As many others before me, I too have felt the urgence to reply to the much discussed speech made by Galileo during his podcast Herowatch, aired last week.
For those who didn’t listened to it, here’s a short recap: on the last 20th November, we all watched the event that set the SPIRITs from London against the freshly debuted New Souls (Rouge Rogers, Jackob Livingston, George Taylor, Teo Triscele and Karl Pregers, under the sponsorship of Leslie “Nextdoor Girl” Lancaster, former leader of the recently disbanded old group).
During the fight, Pregers (aka Eskimo) mistakenly (?) revealed the identity of the secret leader of the SPIRITs, Yuliana Fenin, causing the group to disband and kickstarting yet another debate on the connection between reality and fiction in superhumans’ - I’m sorry, “individual with special abilities” - Tours during what we now openly call the Fan Age of the superheroes.
As expected, Galileo barged in with his opinion, grist to his mill for his “Guards”. Here’s his podcast:
It took a while for me to reply, I needed to weigh every word. Because I can’t deny there’s truth, even in his faux-liberal rant every word.
I’ll maybe push away a few readers, but I agree with the fact that the Show Business of the Supertours is getting out of control, overwhelming the audience with infinite crossovers, staged dimensional journey and time travel, forcing the aficionados to follow more than one supergroup to understand what’s happening, and alienating new watchers with the sheer amount of different stuff they have to get on board with.
And yes, it probably turned the involved superhumans in narcissistic divas, freeing them once and for all from the guilt of feeling “superior”. Not everyone, I’m certain, but surely quite a few.
More so for the youngest of them, who didn’t live the years of the Fights, when we desperately needed superhumans, or better yet, “superheroes”.
The new generations don’t know what to do with their powers, that’s true. Also true, is the fact that the private schools for the individuals with special abilities (the various Academies and Institutes) advertise the Supertours as the first job opportunity.
Let me take a moment here:
But it’s not by staying still in opinion such as these that I get to my point.
Is dragging the superhuman to our own level the only option we have? Do we have to scatter them in the crowd, in the traffic? Do we really want them to be “individuals with special abilities”? Or, even worse, with entuhsiast and naive voice, tell ourselves that we all are a bit special?
In short, using the most rhetoric and overdone of the questions: are we really sure we don’t need superheroes anymore?
It’s true, that’s not exactly what Galileo means with his program Herowatch. But creating a controlling authority, as democratic as it can be, would mean to push the superhumans even lower than our own level. And we can fully expect a civil war, if their manifest should ever come in fruition and take a few steps forward.

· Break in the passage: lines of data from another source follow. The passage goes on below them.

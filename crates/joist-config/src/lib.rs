//! Joist configuration system
//!
//! This crate provides centralized configuration management for Joist,
//! loading settings from `joist.toml` as an alternative to environment
//! variables.

use serde::{Deserialize, Serialize};
use std::path::{Path, PathBuf};

/// Main configuration structure for Joist
#[derive(Debug, Clone, Serialize, Deserialize, Default)]
#[serde(default)]
pub struct JoistConfig {
    /// Document locations
    pub documents: DocumentConfig,
    /// Runtime behavior
    pub runtime: RuntimeConfig,
    /// Text rendering settings
    pub text: TextConfig,
    /// Demo viewer viewport
    pub viewport: ViewportConfig,
}

/// Where layout and style documents are found
#[derive(Debug, Clone, Serialize, Deserialize)]
#[serde(default)]
pub struct DocumentConfig {
    /// Bundle directory holding `Layouts/` and `Styles/`
    pub bundle_dir: PathBuf,
    /// Optional cache directory for downloaded documents
    pub cache_dir: Option<PathBuf>,
}

/// Runtime behavior switches
#[derive(Debug, Clone, Serialize, Deserialize)]
#[serde(default)]
pub struct RuntimeConfig {
    /// Development mode: cache-first loading and stamp revalidation
    pub development: bool,
    /// Deliver reload events to subscribed screens
    pub hot_reload: bool,
}

/// Text measurement settings
#[derive(Debug, Clone, Serialize, Deserialize)]
#[serde(default)]
pub struct TextConfig {
    /// Font size used when a component declares none
    pub base_font_size: f64,
}

/// Viewport the demo viewer lays out against
#[derive(Debug, Clone, Serialize, Deserialize)]
#[serde(default)]
pub struct ViewportConfig {
    /// Width in points
    pub width: f64,
    /// Height in points
    pub height: f64,
}

impl Default for DocumentConfig {
    fn default() -> Self {
        Self {
            bundle_dir: PathBuf::from("assets"),
            cache_dir: None,
        }
    }
}

impl Default for RuntimeConfig {
    fn default() -> Self {
        Self {
            development: false,
            hot_reload: true,
        }
    }
}

impl Default for TextConfig {
    fn default() -> Self {
        Self { base_font_size: 17.0 }
    }
}

impl Default for ViewportConfig {
    fn default() -> Self {
        // Portrait phone
        Self { width: 390.0, height: 844.0 }
    }
}

impl JoistConfig {
    /// Load configuration from a TOML file
    ///
    /// # Arguments
    /// * `path` - Path to the joist.toml configuration file
    ///
    /// # Returns
    /// * `Ok(JoistConfig)` - Successfully loaded configuration
    /// * `Err(String)` - Error message if loading failed
    pub fn load_from_file<P: AsRef<Path>>(path: P) -> Result<Self, String> {
        let content = std::fs::read_to_string(path.as_ref())
            .map_err(|e| format!("Failed to read config file: {}", e))?;

        toml::from_str(&content).map_err(|e| format!("Failed to parse config file: {}", e))
    }

    /// Load configuration from the default location (joist.toml in the
    /// current directory) or return default configuration if the file
    /// doesn't exist
    pub fn load_or_default() -> Self {
        Self::load_from_file("joist.toml").unwrap_or_default()
    }

    /// Merge configuration with environment variables
    ///
    /// Environment variables take precedence over configuration file
    /// values, so a run can be redirected without editing the file.
    pub fn merge_with_env(&mut self) {
        // Document locations
        if let Ok(dir) = std::env::var("JOIST_BUNDLE_DIR") {
            self.documents.bundle_dir = PathBuf::from(dir);
        }
        if let Ok(dir) = std::env::var("JOIST_CACHE_DIR") {
            self.documents.cache_dir = Some(PathBuf::from(dir));
        }

        // Runtime switches
        if let Ok(val) = std::env::var("JOIST_DEV") {
            self.runtime.development = val == "1" || val.eq_ignore_ascii_case("true");
        }
        if let Ok(val) = std::env::var("JOIST_HOT_RELOAD") {
            self.runtime.hot_reload = val == "1" || val.eq_ignore_ascii_case("true");
        }

        // Text settings
        if let Ok(val) = std::env::var("JOIST_FONT_SIZE") {
            if let Ok(size) = val.parse::<f64>() {
                self.text.base_font_size = size;
            }
        }

        // Viewport
        if let Ok(val) = std::env::var("JOIST_VIEWPORT_WIDTH") {
            if let Ok(width) = val.parse::<f64>() {
                self.viewport.width = width;
            }
        }
        if let Ok(val) = std::env::var("JOIST_VIEWPORT_HEIGHT") {
            if let Ok(height) = val.parse::<f64>() {
                self.viewport.height = height;
            }
        }
    }

    /// Load configuration with environment variable overrides
    ///
    /// This is the recommended way to load configuration:
    /// 1. Load from joist.toml (or use defaults if not found)
    /// 2. Override with environment variables if present
    pub fn load() -> Self {
        let mut config = Self::load_or_default();
        config.merge_with_env();
        config
    }
}

#[cfg(test)]
mod tests {
    use super::*;

    #[test]
    fn test_default_config() {
        let config = JoistConfig::default();
        assert_eq!(config.documents.bundle_dir, PathBuf::from("assets"));
        assert!(!config.runtime.development);
        assert!(config.runtime.hot_reload);
        assert_eq!(config.text.base_font_size, 17.0);
    }

    #[test]
    fn test_toml_serialization() {
        let config = JoistConfig::default();
        let toml_str = toml::to_string_pretty(&config).unwrap();
        let parsed: JoistConfig = toml::from_str(&toml_str).unwrap();
        assert_eq!(parsed.viewport.width, 390.0);
    }

    #[test]
    fn test_partial_file_keeps_other_defaults() {
        let parsed: JoistConfig = toml::from_str(
            r#"
            [runtime]
            development = true
            "#,
        )
        .unwrap();
        assert!(parsed.runtime.development);
        assert!(parsed.runtime.hot_reload, "unset fields keep their defaults");
        assert_eq!(parsed.text.base_font_size, 17.0);
    }

    #[test]
    fn test_merge_with_env() {
        // Set environment variable
        unsafe {
            std::env::set_var("JOIST_BUNDLE_DIR", "custom-assets");
            std::env::set_var("JOIST_DEV", "true");
        }

        let mut config = JoistConfig::default();
        config.merge_with_env();

        assert_eq!(config.documents.bundle_dir, PathBuf::from("custom-assets"));
        assert!(config.runtime.development);

        // Clean up
        unsafe {
            std::env::remove_var("JOIST_BUNDLE_DIR");
            std::env::remove_var("JOIST_DEV");
        }
    }
}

I don’t know what a young superhuman is supposed to do with his powers.
And, as crazy and disarming as it may sound, I think he should do whatever the hell he want with them, hoping that someone (the school system, parents, uncles or whatever) instilled in him the idea, even a vague one, of responsibility.
As for the Tours, there’s still some good in them, even among multinarrative plots and convoluted scenic stunts. We can still find well crafted events, engaging as they are “deep”, and heroes with a strong will and a heart of gold, and I always try to bring the attention of the public to such things. It’s superhumans as the Iron Kids, or the now disbanded Key boys, that let me think that we may still need to look up.
If the still green New Souls are one of those groups, that’s still too soon to say.
They may prove themselves during their next event, on December 5th, when they’ll face the CMYKnights.